角大師良源

京都の町を歩いていると、時々このようなお札が玄関にはってあるのを見かけることがあります。
角大師画像
(画像は京都市上京区の盧山寺の御札です)
黒い皮膚、やせて骨ばった身体にぐりぐりした眼、頭には角を生やした異様な形相。
なんとも恐ろしい鬼の姿ですが、実はこの鬼、
平安時代に活躍した天台宗の僧侶、元三大師・良源の変身した姿「角大師」として信仰されているものです。
良源は延喜12年(912)、近江に生まれました。
元三大師という名称は正月三日(=元三)に寂したことに由来します。
論議では南都の高僧も打ち負かすほど弁が立つ一方、
天台座主としても、円仁没後の荒廃していた比叡山横川の伽藍の整備や、
僧兵たちの綱紀粛正を積極的に推し進めるなど
経営手腕も抜群という豪胆・辣腕なイメージで広く知られました。
その法力の強さを示す不思議なエピソードがいくつか伝えられています。
そのひとつがこの「角大師」にまつわるものです。
都に疫病がはやった時のこと。疫病神に対し、良源が病魔調伏の加持祈祷を行った際、
僧侶の姿からおそろしい鬼の姿へと変化し、病魔を退散したといわれ、
このときの鬼の姿をうつしたものが魔よけの護符としたとされています。


ところで、良源の僧侶姿の肖像画を見てみると、
くっきりと強い眼差しをたたえる目元、長く垂れ下がる眉毛が印象的な容貌で描かれています。
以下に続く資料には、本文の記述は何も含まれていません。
//! Prompt Assembler
//!
//! Combines the schema snapshot and a normalized question into the single
//! instruction text sent to the generative backend. The rules steer the
//! backend only; the validator enforces safety.

use crate::config::DEFAULT_ROW_LIMIT;
use crate::schema::SchemaMap;
use crate::validator::DENIED_KEYWORDS;

/// Build the prompt with the default row limit.
pub fn build_prompt(schema: &SchemaMap, normalized_query: &str) -> String {
    build_prompt_with_limit(schema, normalized_query, DEFAULT_ROW_LIMIT)
}

pub fn build_prompt_with_limit(schema: &SchemaMap, normalized_query: &str, row_limit: u64) -> String {
    let schema_text = render_schema(schema);
    let denied = DENIED_KEYWORDS.join(", ");

    format!(
        r#"You are an expert PostgreSQL query generator. Output ONLY one safe, read-only SQL query in PostgreSQL dialect, with no explanations.

DATABASE SCHEMA (public):
{schema_text}

USER REQUEST:
"""{normalized_query}"""

REQUIREMENTS:
- The first token of the query must be SELECT or WITH.
- Never modify data. Never use {denied}.
- Do not include semicolons anywhere, including at the end of the query.
- Add LIMIT {row_limit} if the request does not specify a limit.
- Give every table an alias and qualify every column with its table alias.
- Use exact column names as shown in the schema.
- Give every selected column a unique output name; alias duplicates, e.g. c.id AS college_id, r.id AS review_id.
- Compare text case-insensitively by wrapping both sides in LOWER(), e.g. LOWER(c.state) = LOWER('pune').
- Use explicit JOINs with ON for relationships.
- If selecting parent rows (e.g. colleges) with related child rows (e.g. reviews), return one row per parent and aggregate child rows into a JSON array using JSON_AGG(JSON_BUILD_OBJECT(...)).
- Apply FILTER (WHERE ...) directly to JSON_AGG, NOT inside JSON_BUILD_OBJECT.
  *Correct:*
    COALESCE(
      JSON_AGG(JSON_BUILD_OBJECT('id', r.id, 'name', r.name)) FILTER (WHERE r.id IS NOT NULL),
      '[]'
    )
  *Incorrect:*
    COALESCE(
      JSON_AGG(JSON_BUILD_OBJECT('id', r.id, 'name', r.name) FILTER (WHERE r.id IS NOT NULL)),
      '[]'
    )
- Always wrap JSON_AGG in COALESCE(..., '[]') so parents without children get an empty array.
- To include parent rows with zero matching child rows, use LEFT JOIN and put child filters in the JOIN condition, not in WHERE.
- When using JSON_AGG with non-aggregated parent columns, add a GROUP BY listing every non-aggregated selected column.
- Do not include comments or explanations.

Only output the SQL. No commentary.
"#
    )
}

fn render_schema(schema: &SchemaMap) -> String {
    schema
        .tables()
        .map(|(table, columns)| format!("- {}({})", table, columns.join(", ")))
        .collect::<Vec<_>>()
        .join("\n")
}

#[cfg(test)]
mod tests {
    use super::*;

    fn schema() -> SchemaMap {
        SchemaMap::from_rows([
            ("college_profiles", "id"),
            ("college_profiles", "college"),
            ("college_profiles", "state"),
            ("alumni_reviews", "id"),
            ("alumni_reviews", "college_id"),
        ])
    }

    #[test]
    fn test_schema_rendered_one_line_per_table() {
        let prompt = build_prompt(&schema(), "rating > 8");

        assert!(prompt.contains("- alumni_reviews(id, college_id)\n- college_profiles(id, college, state)"));
    }

    #[test]
    fn test_query_embedded_verbatim_in_quotes() {
        let prompt = build_prompt(&schema(), "> 8 colleges in state = 'pune' rating");
        assert!(prompt.contains("\"\"\"> 8 colleges in state = 'pune' rating\"\"\""));
    }

    #[test]
    fn test_rules_present() {
        let prompt = build_prompt_with_limit(&schema(), "q", 250);

        assert!(prompt.contains("must be SELECT or WITH"));
        assert!(prompt.contains("LIMIT 250"));
        assert!(prompt.contains("semicolons"));
        assert!(prompt.contains("TRUNCATE"));
        assert!(prompt.contains("LOWER()"));
        assert!(prompt.contains("FILTER (WHERE"));
        assert!(prompt.contains("GROUP BY"));
        assert!(prompt.contains("alias"));
    }

    #[test]
    fn test_duplicate_output_names_must_be_aliased() {
        let prompt = build_prompt(&schema(), "q");
        assert!(prompt.contains("unique output name"));
        assert!(prompt.contains("c.id AS college_id, r.id AS review_id"));
    }

    #[test]
    fn test_deterministic() {
        assert_eq!(build_prompt(&schema(), "x"), build_prompt(&schema(), "x"));
    }
}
良源の肖像においてこの「眉毛」という要素は大きな存在であったようです。
「絵の眉毛の部分から実際に長い毛が生えてくる」という伝承を持つ肖像画も現存しており、
また、「寺の小僧が良源の肖像から伸びてきた長い眉毛を抜いてしまい、
罰が当たって気絶してしまった」などといった話も伝わっています。
角大師には、角があたまからというより、こめかみ、つまり眉毛の左右から
生えているように見える作例も確認されています。
これは、良源の特徴のひとつである眉毛が肥大化し、
角というかたちをとってあらわれているのではないかという見方もあるようで、なかなか興味深く思います。
他にも、
「病中の天皇のため祈祷している最中、良源の姿が生身の不動明王に変化した」
「良源は端整な顔立ちであったため、内裏へ招かれた際に女官たちが騒ぎたてた。
 それを退けるために鬼の姿に変じた(鬼の面を被ったとも)」
「生まれ変わって平清盛となった」・・
などの説話が伝わっています。
どうも「変身する」という特性を強く帯びた僧として語られることが多いようで、
三十三の姿に変化して衆生を救う観音菩薩の化身ともいわれ、
良源像のミニチュア像を三十三体祀る「豆大師」という信仰もうまれました。
僧侶の法力のすさまじさを示す説話はさまざまに伝わっていますが、
その中でも良源の異色さはなかなか際立っているように思われます。
現代もなお、比叡山の麓や京都で信仰され続けているその強力なパワーにあやかりたいものです。